- Theatrical release poster
- Directed by: Viggo Mortensen
- Written by: Viggo Mortensen
- Produced by: Viggo Mortensen; Daniel Bekerman; Chris Curling;
- Starring: Lance Henriksen; Viggo Mortensen; Terry Chen; Sverrir Guðnason; Hannah Gross; Laura Linney;
- Cinematography: Marcel Zyskind
- Edited by: Ronald Sanders
- Music by: Viggo Mortensen; Buckethead; Skating Polly;
- Production companies: Scythia Films; Zephyr Films; Perceval Pictures; Ingenious Media; Lip Sync Productions; HanWay Films;
- Distributed by: Modern Films (United Kingdom); Mongrel Media (Canada);
- Release dates: January 31, 2020 (Sundance); December 4, 2020 (United Kingdom); February 5, 2021 (Canada);
- Running time: 112 minutes
- Countries: Canada; United Kingdom;
- Language: English
- Box office: $974,268

= Falling (2020 film) =

2020 drama film by Viggo Mortensen (directorial debut)

Falling is a 2020 drama film written and directed by Viggo Mortensen in his feature directorial debut. The film stars Mortensen as John Peterson, a middle-aged gay man whose homophobic father Willis (Lance Henriksen) starts to exhibit symptoms of dementia, forcing him to sell the family farm and move to Los Angeles to live with John and his husband Eric (Terry Chen). The film's cast also includes Sverrir Gudnason, Laura Linney, Hannah Gross and David Cronenberg.

It premiered at the Sundance Film Festival on January 31, 2020. Modern Films released it in the United Kingdom on December 4, 2020. Quiver Distribution and Mongrel Media released it in the United States and Canada on February 5, 2021.

==Premise==
John lives with his husband Eric in California, far from the traditional rural life he left behind years ago. His father, Willis, a headstrong man from a bygone era, lives alone on the isolated farm where John grew up. Willis's mind is declining, so John brings him west, hoping he and his sister, Sarah, can help their father find a home closer to them. Their best intentions ultimately run up against Willis's stubborn refusal to change his way of life in any way.

==Cast==

- Lance Henriksen as Willis Peterson
  - Sverrir Guðnason as Young Willis Peterson
- Viggo Mortensen as John Peterson
- Terry Chen as Eric Peterson
- Hannah Gross as Gwen Peterson
- Laura Linney as Sarah Peterson

Filmmaker David Cronenberg, a frequent collaborator of Mortensen's, as well as the director's son Henry, have cameos as Willis' proctologist and the local deputy, respectively.

==Production==
In October 2018, it was announced Viggo Mortensen would star in the film, alongside Lance Henriksen, Sverrir Guðnason, and directing from a screenplay he wrote. Mortensen and Daniel Bekerman served as the producers on the film under their Scythia Films banner. In March 2019, Laura Linney, Hannah Gross and Terry Chen joined the cast of the film.

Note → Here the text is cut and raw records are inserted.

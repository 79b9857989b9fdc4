//! Suspension coordinator.
//!
//! The coordinator owns everything between "a coroutine reached an await" and
//! "the coroutine body runs again":
//!
//! - [`Suspension`]: the per-await driver (fast path, registration,
//!   resumption)
//! - [`Continuation`]: what a source invokes to resume the coroutine
//! - the pending-await record whose resolution flag arbitrates completion
//!   against cancellation
//! - [`Coroutine`]: the handle and driver of a coroutine body
//!
//! # Cancellation
//!
//! [`Coroutine::cancel`] records a request on the coroutine's token. If the
//! coroutine is suspended, the requester races the source for the pending
//! await; the winner alone unregisters and wakes the coroutine. A winning
//! request unwinds the body (drops it, running destructors) instead of
//! resuming it. Requests that find no pending await are consumed at the
//! next await point. [`non_cancelable`] defers both.

pub(crate) mod context;
pub mod coroutine;
pub(crate) mod pending;
pub mod suspension;

use crate::tracing_compat::trace;
use crate::types::CoroutineId;
use context::CoroutineShared;
use std::fmt;
use std::sync::Arc;

pub use coroutine::{Coroutine, CoroutineBuilder};
pub use pending::Continuation;
pub use suspension::Suspension;

/// Returns true if cancellation was requested for the current coroutine.
///
/// Outside a coroutine this is always false.
#[must_use]
pub fn cancel_requested() -> bool {
    context::current().is_some_and(|c| c.token.is_cancelled())
}

/// Returns the id of the coroutine being polled on this thread.
#[must_use]
pub fn current_coroutine() -> Option<CoroutineId> {
    context::current().map(|c| c.id)
}

/// Defers cancellation of the current coroutine while the guard lives.
///
/// Requests made meanwhile are recorded and take effect at the first await
/// after the last guard drops. Outside a coroutine the guard does nothing.
pub fn non_cancelable() -> NonCancelable {
    let owner = context::current();
    if let Some(owner) = &owner {
        trace!(coroutine = %owner.id, "entering non-cancelable scope");
        owner.defer_cancellation();
    }
    NonCancelable { owner }
}

/// Guard returned by [`non_cancelable`].
#[must_use = "cancellation is only deferred while the guard is alive"]
pub struct NonCancelable {
    owner: Option<Arc<CoroutineShared>>,
}

impl Drop for NonCancelable {
    fn drop(&mut self) {
        if let Some(owner) = self.owner.take() {
            owner.resume_cancellation();
        }
    }
}

impl fmt::Debug for NonCancelable {
    fn fmt(&self, f: &mut fmt::Formatter<'_>) -> fmt::Result {
        f.debug_struct("NonCancelable")
            .field("coroutine", &self.owner.as_ref().map(|c| c.id))
            .finish()
    }
}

Mortensen had not originally intended to play the lead role in the film himself, but found that since there were virtually no other major stars in the cast, committing to act in the film was the only way he was able to secure production funding.

Though not an autobiographical piece, Mortensen was influenced by feelings from his upbringing. One of the first scenes of the movie where Mortensen's character shoots a duck as a young boy and decides to keep the dead bird as a pet actually happened to him as a child.

===Filming===
Principal photography began in March 2019. Filming took place in Los Angeles and Northern Ontario.

==Release==
It premiered at the Sundance Film Festival on January 31, 2020. It screened at the 2020 Toronto International Film Festival in September. It was released in the United Kingdom on December 4, 2020, by Modern Films. In December 2020, Quiver Distribution acquired U.S. distribution rights to the film and set it for a February 5, 2021, release. It was released in Canada on February 5, 2021.

==Reception==
The film has a rating of on Rotten Tomatoes based on reviews and an average of . The website's critics consensus reads: "As messy and complex as the relationship at its center, Fallings repetitive nature can be taxing, but its heart is clearly in the right place." Metacritic reports a score of 66 out of 100 based on 15 critic reviews, indicating "generally favorable" reviews.

It won the 2020 Sebastiane Award and the award for Outstanding Achievement in Picture Editing from the Directors Guild of Canada, and received five Canadian Screen Award nominations at the 9th Canadian Screen Awards in 2021, for Best Actor (Henriksen), Best Art Direction or Production Design (Carol Spier), Best Costume Design (Anne Dixon), Best Editing (Ronald Sanders) and Best Casting (Deirdre Bowen).